The losses experienced by women candidates in Bukedea during the 2021 and 2026 elections required a broad coalition to provide financial support, legal backing, and political solidarity. National coordination could have countered the deepening authoritarianism and voter disenfranchisement. Instead, change-seeking forces largely stood aside.
As protection of powerful National Resistance Movement figures became normalized, the Electoral Commission escalated its campaign of blocking and disqualifying candidates nationwide. In Ruhinda North, Deputy Speaker Thomas Tayebwa emerged unopposed after his opponent reported being blocked from nomination.
Similar incidents occurred in Kakumiro, where Prime Minister Robinah Nabbanja is the incumbent Woman MP.
By election day, more than three dozen candidates had been disqualified. In Isingiro North, incumbent MP Bright Rwamirama eliminated all four opponents before polling day. In Budiope East, Moses Magoogo’s challengers faced a similar fate. In Makindye, a record 11 mayoral candidates were disqualified.
This impunity has since extended into the post–January 15 declaration phase, with hotspots such as Sembabule, Kampala, and Gomba witnessing violence and alleged ballot stuffing.

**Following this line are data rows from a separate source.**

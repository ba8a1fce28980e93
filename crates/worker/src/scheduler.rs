//! Task scheduler: the polling loop and the per-task state machine.
//!
//! Polls the Task Store every `tick_interval`, admits as many eligible
//! tasks as the [`ConcurrencyGate`] allows, and spawns one execution per
//! admitted task. The loop never waits on an execution; each one writes
//! its outcome to the store and then hands terminal outcomes to the
//! [`SideEffectCoordinator`].

use std::sync::atomic::{AtomicBool, Ordering};
use std::sync::Arc;
use std::time::Duration;

use retouch_core::clock::Clock;
use retouch_core::handler::HandlerOutcome;
use retouch_core::messages;
use retouch_core::retry::{self, ErrorKind, RetryDecision};
use retouch_core::task_state;
use retouch_db::models::status::TaskStatus;
use retouch_db::models::task::Task;
use serde::Serialize;
use tokio::time::MissedTickBehavior;
use tokio_util::sync::CancellationToken;
use tokio_util::task::TaskTracker;

use crate::coordinator::SideEffectCoordinator;
use crate::dispatcher::Dispatcher;
use crate::gate::{ConcurrencyGate, GatePermit, DEFAULT_MAX_CONCURRENT};
use crate::store::{StoreError, TaskStore};

/// Default polling interval for the scheduler loop.
pub const DEFAULT_TICK_INTERVAL: Duration = Duration::from_secs(30);

/// Default maximum age of a task still worth starting.
pub const DEFAULT_MAX_AGE_HOURS: i64 = 24;

#[derive(Debug, Clone)]
pub struct SchedulerConfig {
    pub tick_interval: Duration,
    pub max_concurrent: usize,
    /// Tasks created longer ago than this are never selected.
    pub max_age: chrono::Duration,
}

impl Default for SchedulerConfig {
    fn default() -> Self {
        Self {
            tick_interval: DEFAULT_TICK_INTERVAL,
            max_concurrent: DEFAULT_MAX_CONCURRENT,
            max_age: chrono::Duration::hours(DEFAULT_MAX_AGE_HOURS),
        }
    }
}

/// Read-only snapshot for external monitoring.
#[derive(Debug, Clone, Copy, PartialEq, Eq, Serialize)]
pub struct SchedulerStats {
    pub is_processing_tick: bool,
    pub in_flight: usize,
    pub max_concurrent: usize,
    pub tick_interval_ms: u64,
}

/// Collaborators the scheduler is built from.
pub struct SchedulerDeps {
    pub store: Arc<dyn TaskStore>,
    pub dispatcher: Arc<Dispatcher>,
    pub coordinator: Arc<SideEffectCoordinator>,
    pub clock: Arc<dyn Clock>,
}

/// Single long-lived scheduler, shared via `Arc`.
pub struct TaskScheduler {
    store: Arc<dyn TaskStore>,
    dispatcher: Arc<Dispatcher>,
    coordinator: Arc<SideEffectCoordinator>,
    clock: Arc<dyn Clock>,
    gate: ConcurrencyGate,
    config: SchedulerConfig,
    is_processing_tick: AtomicBool,
    executions: TaskTracker,
}

impl TaskScheduler {
    pub fn new(deps: SchedulerDeps, config: SchedulerConfig) -> Arc<Self> {
        Arc::new(Self {
            store: deps.store,
            dispatcher: deps.dispatcher,
            coordinator: deps.coordinator,
            clock: deps.clock,
            gate: ConcurrencyGate::new(config.max_concurrent),
            config,
            is_processing_tick: AtomicBool::new(false),
            executions: TaskTracker::new(),
        })
    }

    /// Run the scheduler loop until the cancellation token is triggered.
    ///
    /// Executions already admitted keep running after the loop exits; use
    /// [`drain`](Self::drain) to wait for them.
    pub async fn run(self: Arc<Self>, cancel: CancellationToken) {
        let mut ticker = tokio::time::interval(self.config.tick_interval);
        ticker.set_missed_tick_behavior(MissedTickBehavior::Skip);
        tracing::info!(
            tick_interval_ms = self.config.tick_interval.as_millis() as u64,
            max_concurrent = self.config.max_concurrent,
            max_age_hours = self.config.max_age.num_hours(),
            "Task scheduler started",
        );

        loop {
            tokio::select! {
                _ = cancel.cancelled() => {
                    tracing::info!("Task scheduler shutting down");
                    break;
                }
                _ = ticker.tick() => {
                    self.tick().await;
                }
            }
        }
    }

    /// One scheduling cycle. Returns the number of tasks admitted.
    ///
    /// A tick that starts while another tick is still selecting does
    /// nothing.
    pub async fn tick(self: &Arc<Self>) -> usize {
        if self
            .is_processing_tick
            .compare_exchange(false, true, Ordering::AcqRel, Ordering::Acquire)
            .is_err()
        {
            tracing::debug!("Previous tick still selecting, skipping");
            return 0;
        }
        let _guard = TickGuard(&self.is_processing_tick);

        let capacity = self.gate.free_capacity();
        if capacity == 0 {
            tracing::debug!(in_flight = self.gate.in_flight(), "No free capacity");
            return 0;
        }

        let now = self.clock.now();
        let tasks = match self
            .store
            .select_eligible(now, self.config.max_age, capacity)
            .await
        {
            Ok(tasks) => tasks,
            Err(e) => {
                tracing::error!(error = %e, "Failed to select eligible tasks");
                return 0;
            }
        };

        let mut admitted = 0;
        for task in tasks {
            match self.gate.try_admit(task.id) {
                Ok(permit) => {
                    let this = Arc::clone(self);
                    self.executions.spawn(async move {
                        this.execute(task, permit).await;
                    });
                    admitted += 1;
                }
                Err(e) => {
                    tracing::debug!(task_id = task.id, reason = %e, "Task not admitted");
                }
            }
        }

        if admitted > 0 {
            tracing::info!(admitted, in_flight = self.gate.in_flight(), "Tasks admitted");
        }
        admitted
    }

    /// Current occupancy and configuration.
    pub fn stats(&self) -> SchedulerStats {
        SchedulerStats {
            is_processing_tick: self.is_processing_tick.load(Ordering::Acquire),
            in_flight: self.gate.in_flight(),
            max_concurrent: self.gate.max_concurrent(),
            tick_interval_ms: self.config.tick_interval.as_millis() as u64,
        }
    }

    /// Wait until every admitted execution has finished.
    pub async fn drain(&self) {
        self.executions.close();
        self.executions.wait().await;
        self.executions.reopen();
    }

    /// Run one attempt of `task` while holding its gate slot.
    async fn execute(&self, mut task: Task, _permit: GatePermit) {
        let now = self.clock.now();
        if let Err(msg) = transition(&mut task, TaskStatus::Processing) {
            tracing::warn!(task_id = task.id, error = %msg, "Refusing to start task");
            return;
        }
        task.attempt_count += 1;
        task.next_eligible_at = None;
        task.updated_at = now;

        match self.store.claim(&task).await {
            Ok(true) => {}
            Ok(false) => {
                tracing::debug!(task_id = task.id, "Task already claimed, skipping stale copy");
                return;
            }
            Err(e) => {
                tracing::error!(task_id = task.id, error = %e, "Failed to mark task processing");
                return;
            }
        }
        tracing::info!(
            task_id = task.id,
            task_type = %task.task_type,
            attempt = task.attempt_count,
            max_attempts = task.max_attempts,
            "Task processing",
        );

        let outcome = self.dispatcher.dispatch(&task).await;
        self.finish(task, outcome).await;
    }

    /// Persist the outcome of an attempt, then run terminal side effects.
    async fn finish(&self, mut task: Task, outcome: HandlerOutcome) {
        let now = self.clock.now();
        task.updated_at = now;

        if outcome.success {
            if let Err(msg) = transition(&mut task, TaskStatus::Completed) {
                tracing::error!(task_id = task.id, error = %msg, "Illegal completion");
                return;
            }
            task.result_locator = outcome.result_locator;
            task.user_message = None;
            task.completed_at = Some(now);
            if !self.persist_outcome(&task).await {
                return;
            }
            tracing::info!(task_id = task.id, attempt = task.attempt_count, "Task completed");
            self.coordinator.on_completed(&task).await;
            return;
        }

        let detail = outcome
            .error_detail
            .unwrap_or_else(|| "Unknown error".to_string());
        let kind = ErrorKind::resolve(outcome.error_kind, &detail);
        let decision = retry::classify(task.attempt_count, task.max_attempts, kind);

        task.error_message = Some(detail);
        task.user_message = Some(messages::failure_message(task.kind(), kind));

        let target = match decision {
            RetryDecision::Retry { .. } => TaskStatus::PendingRetry,
            RetryDecision::FailTerminal => TaskStatus::Failed,
            RetryDecision::BlockTerminal(_) => TaskStatus::Blocked,
        };
        if let Err(msg) = transition(&mut task, target) {
            tracing::error!(task_id = task.id, error = %msg, "Illegal failure transition");
            return;
        }

        match decision {
            RetryDecision::Retry { delay } => {
                let delay = chrono::Duration::from_std(delay)
                    .unwrap_or_else(|_| chrono::Duration::seconds(retry::BACKOFF_TABLE_SECS[0] as i64));
                task.next_eligible_at = Some(now + delay);
                if self.persist_outcome(&task).await {
                    tracing::warn!(
                        task_id = task.id,
                        attempt = task.attempt_count,
                        retry_in_secs = delay.num_seconds(),
                        error = task.error_message.as_deref(),
                        "Task attempt failed, retry scheduled",
                    );
                }
            }
            RetryDecision::FailTerminal | RetryDecision::BlockTerminal(_) => {
                task.completed_at = Some(now);
                if !self.persist_outcome(&task).await {
                    return;
                }
                tracing::warn!(
                    task_id = task.id,
                    status = TaskStatus::from_id(task.status_id).map(TaskStatus::name),
                    attempt = task.attempt_count,
                    error = task.error_message.as_deref(),
                    "Task terminated",
                );
                self.coordinator.on_terminal_failure(&task).await;
            }
        }
    }

    async fn persist_outcome(&self, task: &Task) -> bool {
        match self.store.persist(task).await {
            Ok(()) => true,
            Err(e @ StoreError::Conflict(_)) => {
                tracing::warn!(
                    task_id = task.id,
                    status_id = task.status_id,
                    error = %e,
                    "Task outcome discarded",
                );
                false
            }
            Err(e) => {
                tracing::error!(
                    task_id = task.id,
                    status_id = task.status_id,
                    error = %e,
                    "Failed to persist task outcome; task left in processing",
                );
                false
            }
        }
    }
}

/// Apply a status change if the state machine allows it.
fn transition(task: &mut Task, to: TaskStatus) -> Result<(), String> {
    task_state::validate_transition(task.status_id, to.id())?;
    task.status_id = to.id();
    Ok(())
}

/// Clears the processing-tick flag when the tick ends, however it ends.
struct TickGuard<'a>(&'a AtomicBool);

impl Drop for TickGuard<'_> {
    fn drop(&mut self) {
        self.0.store(false, Ordering::Release);
    }
}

Observers point to the judiciary’s failure to act as a neutral arbiter, raising fears that national elections will increasingly resemble NRM internal primaries, where violence and manipulation are routine.

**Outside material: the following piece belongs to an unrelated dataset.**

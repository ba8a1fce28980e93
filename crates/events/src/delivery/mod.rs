//! Delivery channels for task outcome notifications.

pub mod chat;
pub mod log;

What is striking is the muted public reaction. In 1980, similar state-backed efforts to engineer unopposed candidates for the Uganda People’s Congress and block Democratic Party contenders triggered a guerrilla war that brought Museveni to power. Forty-five years later, comparable tactics are being deployed with little organized resistance.
The phenomenon has also devastated the elections economy for lawyers and governance activists, yet no collective action has emerged beyond isolated lamentations. No coalition of lawyers, political parties, or civil society actors has mobilized to defend candidates blocked, disqualified, or rigged out.

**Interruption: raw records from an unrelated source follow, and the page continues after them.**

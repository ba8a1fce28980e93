//! Periodic queue housekeeping.
//!
//! Deletes terminal tasks older than the retention period and warns about
//! two kinds of tasks the scheduler will never finish on its own: tasks
//! stuck in `processing`, which only happens when a worker died between
//! starting an attempt and persisting its outcome, and pending or
//! pending-retry tasks that aged past the scheduler's maximum age. Both are
//! reported, not requeued.

use std::time::Duration;

use retouch_core::types::Timestamp;
use retouch_db::repositories::TaskRepo;
use retouch_db::DbPool;
use tokio_util::sync::CancellationToken;

use crate::scheduler::DEFAULT_MAX_AGE_HOURS;

/// How often housekeeping runs.
pub const DEFAULT_INTERVAL: Duration = Duration::from_secs(3600);

pub const DEFAULT_RETENTION_DAYS: i64 = 30;

pub const DEFAULT_STALE_PROCESSING_MINS: i64 = 60;

#[derive(Debug, Clone)]
pub struct HousekeepingConfig {
    pub interval: Duration,
    /// Terminal tasks finished longer ago than this are deleted.
    pub retention: chrono::Duration,
    /// Processing tasks untouched for longer than this are reported.
    pub stale_processing: chrono::Duration,
    /// The scheduler's maximum task age; waiting tasks created before it
    /// are reported.
    pub max_age: chrono::Duration,
}

impl Default for HousekeepingConfig {
    fn default() -> Self {
        Self {
            interval: DEFAULT_INTERVAL,
            retention: chrono::Duration::days(DEFAULT_RETENTION_DAYS),
            stale_processing: chrono::Duration::minutes(DEFAULT_STALE_PROCESSING_MINS),
            max_age: chrono::Duration::hours(DEFAULT_MAX_AGE_HOURS),
        }
    }
}

impl HousekeepingConfig {
    /// Completion time before which terminal tasks are purged.
    pub fn retention_cutoff(&self, now: Timestamp) -> Timestamp {
        now - self.retention
    }

    /// Last-update time before which a processing task counts as stuck.
    pub fn stale_cutoff(&self, now: Timestamp) -> Timestamp {
        now - self.stale_processing
    }

    /// Creation time before which a waiting task is never selected again.
    pub fn expired_cutoff(&self, now: Timestamp) -> Timestamp {
        now - self.max_age
    }
}

/// Run the housekeeping loop until `cancel` is triggered.
pub async fn run(pool: DbPool, config: HousekeepingConfig, cancel: CancellationToken) {
    tracing::info!(
        retention_days = config.retention.num_days(),
        stale_processing_mins = config.stale_processing.num_minutes(),
        max_age_hours = config.max_age.num_hours(),
        interval_secs = config.interval.as_secs(),
        "Housekeeping job started"
    );

    let mut interval = tokio::time::interval(config.interval);

    loop {
        tokio::select! {
            _ = cancel.cancelled() => {
                tracing::info!("Housekeeping job stopping");
                break;
            }
            _ = interval.tick() => {
                sweep(&pool, &config, chrono::Utc::now()).await;
            }
        }
    }
}

async fn sweep(pool: &DbPool, config: &HousekeepingConfig, now: Timestamp) {
    match TaskRepo::delete_terminal_older_than(pool, config.retention_cutoff(now)).await {
        Ok(0) => tracing::debug!("Housekeeping: no terminal tasks to purge"),
        Ok(deleted) => tracing::info!(deleted, "Housekeeping: purged old terminal tasks"),
        Err(e) => tracing::error!(error = %e, "Housekeeping: purge failed"),
    }

    match TaskRepo::stale_processing_ids(pool, config.stale_cutoff(now)).await {
        Ok(ids) if ids.is_empty() => {}
        Ok(ids) => tracing::warn!(
            count = ids.len(),
            task_ids = ?ids,
            "Housekeeping: tasks stuck in processing"
        ),
        Err(e) => tracing::error!(error = %e, "Housekeeping: stale scan failed"),
    }

    match TaskRepo::expired_waiting_ids(pool, config.expired_cutoff(now)).await {
        Ok(ids) if ids.is_empty() => {}
        Ok(ids) => tracing::warn!(
            count = ids.len(),
            task_ids = ?ids,
            "Housekeeping: waiting tasks past max age will not be scheduled"
        ),
        Err(e) => tracing::error!(error = %e, "Housekeeping: expiry scan failed"),
    }
}

#[cfg(test)]
mod tests {
    use chrono::{TimeZone, Utc};

    use super::*;

    #[test]
    fn cutoffs_follow_config() {
        let now = Utc.with_ymd_and_hms(2026, 3, 31, 12, 0, 0).unwrap();
        let config = HousekeepingConfig {
            retention: chrono::Duration::days(7),
            stale_processing: chrono::Duration::minutes(90),
            max_age: chrono::Duration::hours(48),
            ..Default::default()
        };
        assert_eq!(
            config.retention_cutoff(now),
            Utc.with_ymd_and_hms(2026, 3, 24, 12, 0, 0).unwrap()
        );
        assert_eq!(
            config.stale_cutoff(now),
            Utc.with_ymd_and_hms(2026, 3, 31, 10, 30, 0).unwrap()
        );
        assert_eq!(
            config.expired_cutoff(now),
            Utc.with_ymd_and_hms(2026, 3, 29, 12, 0, 0).unwrap()
        );
    }

    #[test]
    fn defaults() {
        let config = HousekeepingConfig::default();
        assert_eq!(config.interval, Duration::from_secs(3600));
        assert_eq!(config.retention, chrono::Duration::days(30));
        assert_eq!(config.stale_processing, chrono::Duration::minutes(60));
        assert_eq!(config.max_age, chrono::Duration::hours(24));
    }
}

Ironically, Museveni once harnessed public anger over electoral injustices to fuel his rebellion. Today, political actors laugh off rigging when it affects NRM-leaning candidates, revealing the erosion of principle in Uganda’s political space.
Purity politics within the opposition, reluctance to organize collectively, and heavy reliance on NGOs that dominate civil society have produced widespread lethargy. NGOs, fearful of losing licenses, avoid controversy. As one NGO employee bluntly put it, “We provide protection, but not for politicians.”
Organizations that claim to nurture women in politics declined to intervene in Bukedea, citing fear of confronting the Speaker. Others avoided challenging institutions like the Electoral Commission and the Presidency, which appeared invested in blocking competition.
This may be the true genius of the new crop of NRM power brokers. In the past, Museveni allowed just enough democratic space to reset legitimacy. That space is now disappearing.
Over the lifespan of the 1995 Constitution, Parliament has had an exceptionally high attrition rate. In the 11th Parliament, only 107 of 457 MPs returned, representing a 77 percent turnover.
In some cases, Cabinet created special constituencies to shield senior officials from electoral defeat. Even then, voters occasionally defied the system, as seen with Evelyn Anite.
After leading the charge that ousted Amama Mbabazi in 2014, Anite was rewarded with a newly created Koboko Municipality seat. She won it, only to lose five years later despite championing the removal of the presidential age limit. Raphael Magyezi, who moved the age-limit amendment, also faced voter backlash and declined to seek re-election.
These examples demonstrate that voters once retained minimal power to punish incumbents. That power is now at risk of disappearing as incumbents increasingly choose manipulation over persuasion, transforming democratic offices into hereditary fiefdoms.